> **YOUR OBJECTIVE**
When a line in the material beneath includes the word "Option", add it to the count, and report the count alone.

►

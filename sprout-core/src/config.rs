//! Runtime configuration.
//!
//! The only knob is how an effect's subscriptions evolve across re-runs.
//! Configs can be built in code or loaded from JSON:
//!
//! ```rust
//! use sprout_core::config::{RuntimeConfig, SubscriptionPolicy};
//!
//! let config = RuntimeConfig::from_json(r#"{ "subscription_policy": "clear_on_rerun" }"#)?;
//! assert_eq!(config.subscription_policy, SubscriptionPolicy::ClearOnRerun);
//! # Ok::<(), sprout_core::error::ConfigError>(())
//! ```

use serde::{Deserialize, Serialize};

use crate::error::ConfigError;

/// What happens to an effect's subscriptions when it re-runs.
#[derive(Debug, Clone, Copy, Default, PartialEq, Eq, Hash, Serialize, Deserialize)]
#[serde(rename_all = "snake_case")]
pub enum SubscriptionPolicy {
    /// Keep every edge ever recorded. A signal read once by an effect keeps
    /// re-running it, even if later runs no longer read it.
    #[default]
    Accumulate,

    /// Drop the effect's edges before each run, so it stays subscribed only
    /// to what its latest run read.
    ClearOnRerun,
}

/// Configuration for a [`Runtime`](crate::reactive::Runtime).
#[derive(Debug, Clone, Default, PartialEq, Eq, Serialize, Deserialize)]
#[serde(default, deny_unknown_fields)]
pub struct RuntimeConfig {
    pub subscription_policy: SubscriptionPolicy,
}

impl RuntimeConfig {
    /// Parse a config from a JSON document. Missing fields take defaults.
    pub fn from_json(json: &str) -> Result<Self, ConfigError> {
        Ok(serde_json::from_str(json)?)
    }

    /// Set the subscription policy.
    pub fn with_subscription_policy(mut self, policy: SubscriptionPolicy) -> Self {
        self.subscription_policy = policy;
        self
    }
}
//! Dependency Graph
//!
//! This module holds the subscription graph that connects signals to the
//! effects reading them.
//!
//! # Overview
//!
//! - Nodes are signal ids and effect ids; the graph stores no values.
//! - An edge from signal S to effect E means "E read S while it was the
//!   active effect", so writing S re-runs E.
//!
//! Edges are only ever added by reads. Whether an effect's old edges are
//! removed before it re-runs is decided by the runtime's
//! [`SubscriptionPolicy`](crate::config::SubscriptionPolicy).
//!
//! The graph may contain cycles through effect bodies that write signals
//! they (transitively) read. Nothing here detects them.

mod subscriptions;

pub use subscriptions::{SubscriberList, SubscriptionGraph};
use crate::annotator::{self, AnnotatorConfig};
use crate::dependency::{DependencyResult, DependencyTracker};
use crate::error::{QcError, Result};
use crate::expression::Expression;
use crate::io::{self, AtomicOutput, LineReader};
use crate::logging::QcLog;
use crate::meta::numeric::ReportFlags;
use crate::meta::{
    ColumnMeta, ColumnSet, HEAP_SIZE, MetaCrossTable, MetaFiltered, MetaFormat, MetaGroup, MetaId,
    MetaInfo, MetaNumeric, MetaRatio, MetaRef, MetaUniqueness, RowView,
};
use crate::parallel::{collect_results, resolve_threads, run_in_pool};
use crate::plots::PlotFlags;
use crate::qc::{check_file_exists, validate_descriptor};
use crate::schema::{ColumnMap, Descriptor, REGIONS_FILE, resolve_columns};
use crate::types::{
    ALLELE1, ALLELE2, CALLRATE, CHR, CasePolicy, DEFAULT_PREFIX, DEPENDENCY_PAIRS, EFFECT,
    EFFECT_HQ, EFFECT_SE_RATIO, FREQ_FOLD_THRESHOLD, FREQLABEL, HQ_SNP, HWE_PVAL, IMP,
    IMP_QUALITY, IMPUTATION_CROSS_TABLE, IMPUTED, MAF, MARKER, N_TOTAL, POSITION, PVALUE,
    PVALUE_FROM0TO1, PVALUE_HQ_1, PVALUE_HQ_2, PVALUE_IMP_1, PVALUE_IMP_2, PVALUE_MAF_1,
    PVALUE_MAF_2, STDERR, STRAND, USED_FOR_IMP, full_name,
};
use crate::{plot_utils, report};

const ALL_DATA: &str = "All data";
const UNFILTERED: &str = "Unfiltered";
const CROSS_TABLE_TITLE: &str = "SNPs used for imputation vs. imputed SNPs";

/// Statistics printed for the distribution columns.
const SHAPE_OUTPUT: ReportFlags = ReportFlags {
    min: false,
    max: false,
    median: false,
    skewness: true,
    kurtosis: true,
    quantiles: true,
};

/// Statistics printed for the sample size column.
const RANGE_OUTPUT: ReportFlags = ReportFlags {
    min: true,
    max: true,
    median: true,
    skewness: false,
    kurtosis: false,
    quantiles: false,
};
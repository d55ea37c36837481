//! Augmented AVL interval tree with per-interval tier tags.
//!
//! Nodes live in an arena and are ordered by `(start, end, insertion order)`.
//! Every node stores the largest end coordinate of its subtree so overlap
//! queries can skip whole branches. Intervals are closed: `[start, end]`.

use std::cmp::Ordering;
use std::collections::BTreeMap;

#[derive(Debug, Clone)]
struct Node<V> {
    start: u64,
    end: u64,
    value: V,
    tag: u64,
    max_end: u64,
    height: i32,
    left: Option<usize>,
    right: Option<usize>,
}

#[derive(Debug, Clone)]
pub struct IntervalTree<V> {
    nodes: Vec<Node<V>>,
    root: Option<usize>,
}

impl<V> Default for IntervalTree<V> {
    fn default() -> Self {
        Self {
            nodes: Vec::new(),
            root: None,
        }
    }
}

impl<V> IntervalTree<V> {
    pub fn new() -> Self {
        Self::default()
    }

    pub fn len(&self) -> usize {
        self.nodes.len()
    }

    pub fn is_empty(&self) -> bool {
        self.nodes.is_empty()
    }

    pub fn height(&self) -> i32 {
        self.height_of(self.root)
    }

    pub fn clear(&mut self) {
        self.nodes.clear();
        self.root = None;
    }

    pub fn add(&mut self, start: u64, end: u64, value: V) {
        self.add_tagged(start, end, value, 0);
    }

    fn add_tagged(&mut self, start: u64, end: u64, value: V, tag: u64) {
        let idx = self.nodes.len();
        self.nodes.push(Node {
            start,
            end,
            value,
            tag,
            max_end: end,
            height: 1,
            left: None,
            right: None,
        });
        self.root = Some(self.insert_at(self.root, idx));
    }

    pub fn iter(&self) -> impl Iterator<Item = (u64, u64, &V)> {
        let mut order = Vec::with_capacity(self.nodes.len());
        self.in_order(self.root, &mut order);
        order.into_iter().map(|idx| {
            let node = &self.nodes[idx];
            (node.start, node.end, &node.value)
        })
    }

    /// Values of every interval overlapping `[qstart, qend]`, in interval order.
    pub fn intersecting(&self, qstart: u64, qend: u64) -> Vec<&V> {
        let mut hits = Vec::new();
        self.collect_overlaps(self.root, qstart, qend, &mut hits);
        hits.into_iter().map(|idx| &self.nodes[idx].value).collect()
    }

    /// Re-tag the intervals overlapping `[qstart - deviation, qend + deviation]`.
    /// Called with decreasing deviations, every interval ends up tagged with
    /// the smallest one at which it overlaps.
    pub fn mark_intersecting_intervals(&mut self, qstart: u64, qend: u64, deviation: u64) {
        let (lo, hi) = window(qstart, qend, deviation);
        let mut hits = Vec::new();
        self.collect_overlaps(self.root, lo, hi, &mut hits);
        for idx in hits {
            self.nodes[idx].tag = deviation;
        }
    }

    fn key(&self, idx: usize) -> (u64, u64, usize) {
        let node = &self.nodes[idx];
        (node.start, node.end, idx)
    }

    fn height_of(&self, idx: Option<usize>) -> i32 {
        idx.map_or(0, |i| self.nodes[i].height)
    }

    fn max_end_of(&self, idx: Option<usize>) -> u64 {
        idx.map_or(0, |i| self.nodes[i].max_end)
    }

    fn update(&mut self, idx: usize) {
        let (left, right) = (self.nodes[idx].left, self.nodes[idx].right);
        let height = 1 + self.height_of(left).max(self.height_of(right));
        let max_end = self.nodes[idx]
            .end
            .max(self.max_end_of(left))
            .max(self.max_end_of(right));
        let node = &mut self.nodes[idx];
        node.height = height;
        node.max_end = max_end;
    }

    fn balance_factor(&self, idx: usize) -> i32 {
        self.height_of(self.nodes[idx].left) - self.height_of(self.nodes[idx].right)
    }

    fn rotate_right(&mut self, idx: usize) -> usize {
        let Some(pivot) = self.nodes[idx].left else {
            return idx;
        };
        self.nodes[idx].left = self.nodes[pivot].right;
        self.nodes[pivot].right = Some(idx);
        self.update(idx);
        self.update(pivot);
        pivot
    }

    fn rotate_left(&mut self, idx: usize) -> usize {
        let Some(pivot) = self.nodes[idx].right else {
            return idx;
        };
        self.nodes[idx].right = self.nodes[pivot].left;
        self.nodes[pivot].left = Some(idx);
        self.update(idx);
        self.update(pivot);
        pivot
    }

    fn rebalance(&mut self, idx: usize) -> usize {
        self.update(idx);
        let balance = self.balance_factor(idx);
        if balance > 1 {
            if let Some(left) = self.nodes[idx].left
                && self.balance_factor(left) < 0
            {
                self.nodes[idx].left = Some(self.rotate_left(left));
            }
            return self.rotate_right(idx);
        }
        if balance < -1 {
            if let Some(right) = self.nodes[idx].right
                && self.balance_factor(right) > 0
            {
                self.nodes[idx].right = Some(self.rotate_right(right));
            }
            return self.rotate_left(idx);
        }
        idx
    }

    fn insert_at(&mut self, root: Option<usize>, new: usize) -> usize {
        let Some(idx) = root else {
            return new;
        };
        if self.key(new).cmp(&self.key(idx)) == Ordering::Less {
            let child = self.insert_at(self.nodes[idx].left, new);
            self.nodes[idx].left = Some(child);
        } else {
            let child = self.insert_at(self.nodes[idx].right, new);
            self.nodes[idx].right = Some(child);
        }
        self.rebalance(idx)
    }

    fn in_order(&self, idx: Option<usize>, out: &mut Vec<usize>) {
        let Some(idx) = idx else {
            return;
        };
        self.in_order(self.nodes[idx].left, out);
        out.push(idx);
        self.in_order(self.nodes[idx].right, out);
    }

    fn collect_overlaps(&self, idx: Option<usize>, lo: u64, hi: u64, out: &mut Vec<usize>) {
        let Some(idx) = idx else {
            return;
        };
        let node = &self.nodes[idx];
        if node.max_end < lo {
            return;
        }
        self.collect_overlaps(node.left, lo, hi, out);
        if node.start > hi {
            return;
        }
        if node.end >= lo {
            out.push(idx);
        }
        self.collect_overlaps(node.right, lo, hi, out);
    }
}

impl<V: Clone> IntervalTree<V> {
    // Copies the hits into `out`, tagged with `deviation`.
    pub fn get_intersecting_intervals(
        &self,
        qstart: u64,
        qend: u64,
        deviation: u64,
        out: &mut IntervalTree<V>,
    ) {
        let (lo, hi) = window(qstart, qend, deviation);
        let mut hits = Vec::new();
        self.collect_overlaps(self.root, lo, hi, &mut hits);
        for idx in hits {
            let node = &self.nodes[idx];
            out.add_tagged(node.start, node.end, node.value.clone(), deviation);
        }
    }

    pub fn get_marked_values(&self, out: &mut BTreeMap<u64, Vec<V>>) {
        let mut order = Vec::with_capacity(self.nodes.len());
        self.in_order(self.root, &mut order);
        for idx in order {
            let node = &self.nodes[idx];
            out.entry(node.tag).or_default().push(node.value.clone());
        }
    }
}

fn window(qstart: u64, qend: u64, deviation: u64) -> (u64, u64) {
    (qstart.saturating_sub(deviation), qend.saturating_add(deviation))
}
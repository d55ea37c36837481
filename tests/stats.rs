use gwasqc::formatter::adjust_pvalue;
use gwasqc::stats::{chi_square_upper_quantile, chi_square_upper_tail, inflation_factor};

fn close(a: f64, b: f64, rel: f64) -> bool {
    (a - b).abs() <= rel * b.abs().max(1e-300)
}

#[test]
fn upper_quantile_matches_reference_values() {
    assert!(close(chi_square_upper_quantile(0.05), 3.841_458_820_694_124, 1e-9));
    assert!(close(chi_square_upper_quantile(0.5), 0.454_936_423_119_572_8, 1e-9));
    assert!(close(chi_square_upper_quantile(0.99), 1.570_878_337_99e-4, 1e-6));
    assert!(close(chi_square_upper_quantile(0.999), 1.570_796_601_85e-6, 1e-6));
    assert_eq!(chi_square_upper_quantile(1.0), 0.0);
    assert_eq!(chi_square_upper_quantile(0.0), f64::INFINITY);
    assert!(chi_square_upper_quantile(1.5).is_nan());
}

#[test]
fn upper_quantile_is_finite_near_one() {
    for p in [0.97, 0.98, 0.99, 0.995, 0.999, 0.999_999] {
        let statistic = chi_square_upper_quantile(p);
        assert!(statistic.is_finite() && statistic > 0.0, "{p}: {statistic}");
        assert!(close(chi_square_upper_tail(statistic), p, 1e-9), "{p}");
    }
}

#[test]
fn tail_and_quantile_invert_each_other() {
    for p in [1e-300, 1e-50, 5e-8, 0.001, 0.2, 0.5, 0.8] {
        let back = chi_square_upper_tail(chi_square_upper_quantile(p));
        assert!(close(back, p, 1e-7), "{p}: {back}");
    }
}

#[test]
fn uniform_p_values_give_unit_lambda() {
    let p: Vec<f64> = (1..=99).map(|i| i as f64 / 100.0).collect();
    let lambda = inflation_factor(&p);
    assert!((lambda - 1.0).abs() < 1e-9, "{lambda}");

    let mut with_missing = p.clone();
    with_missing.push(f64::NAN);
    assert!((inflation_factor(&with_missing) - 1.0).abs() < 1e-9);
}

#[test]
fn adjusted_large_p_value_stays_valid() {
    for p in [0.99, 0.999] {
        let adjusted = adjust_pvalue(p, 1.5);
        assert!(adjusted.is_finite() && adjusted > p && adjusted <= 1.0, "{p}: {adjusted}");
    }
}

◄

> **WRITTEN SOLUTION**
8